*Provided records:*
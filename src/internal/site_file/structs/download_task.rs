use std::path::{Path, PathBuf};

use super::manifest_entry::ManifestEntry;
use super::materialize_error::MaterializeError;
use crate::internal::site_file::functions::materialize::destination_path;

/// 单个文件的下载任务：批次放行时由清单记录派生，只归执行它的 worker 所有。
#[derive(Debug, Clone, PartialEq, Eq)]
pub struct DownloadTask {
    /// 请求托管方时使用的相对路径
    pub source_path: String,
    /// 本地落盘的完整路径
    pub destination_path: PathBuf,
    /// 清单声明的大小（字节）
    pub expected_size: u64,
    /// 目前已写入的字节数
    pub bytes_received: u64,
}

impl DownloadTask {
    /// 根据清单记录与站点根目录构建任务；路径非法时直接返回错误，任务不会被执行。
    pub fn from_entry(
        entry: &ManifestEntry,
        root: &Path,
    ) -> Result<Self, MaterializeError> {
        let destination_path = destination_path(root, &entry.path)?;
        Ok(Self {
            source_path: entry.relative_path().to_string(),
            destination_path,
            expected_size: entry.size,
            bytes_received: 0,
        })
    }
}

*Brief:*
Your answer must be a single number: the count of lines in the data that contain the string "MaterializeError".

*Task output:*
2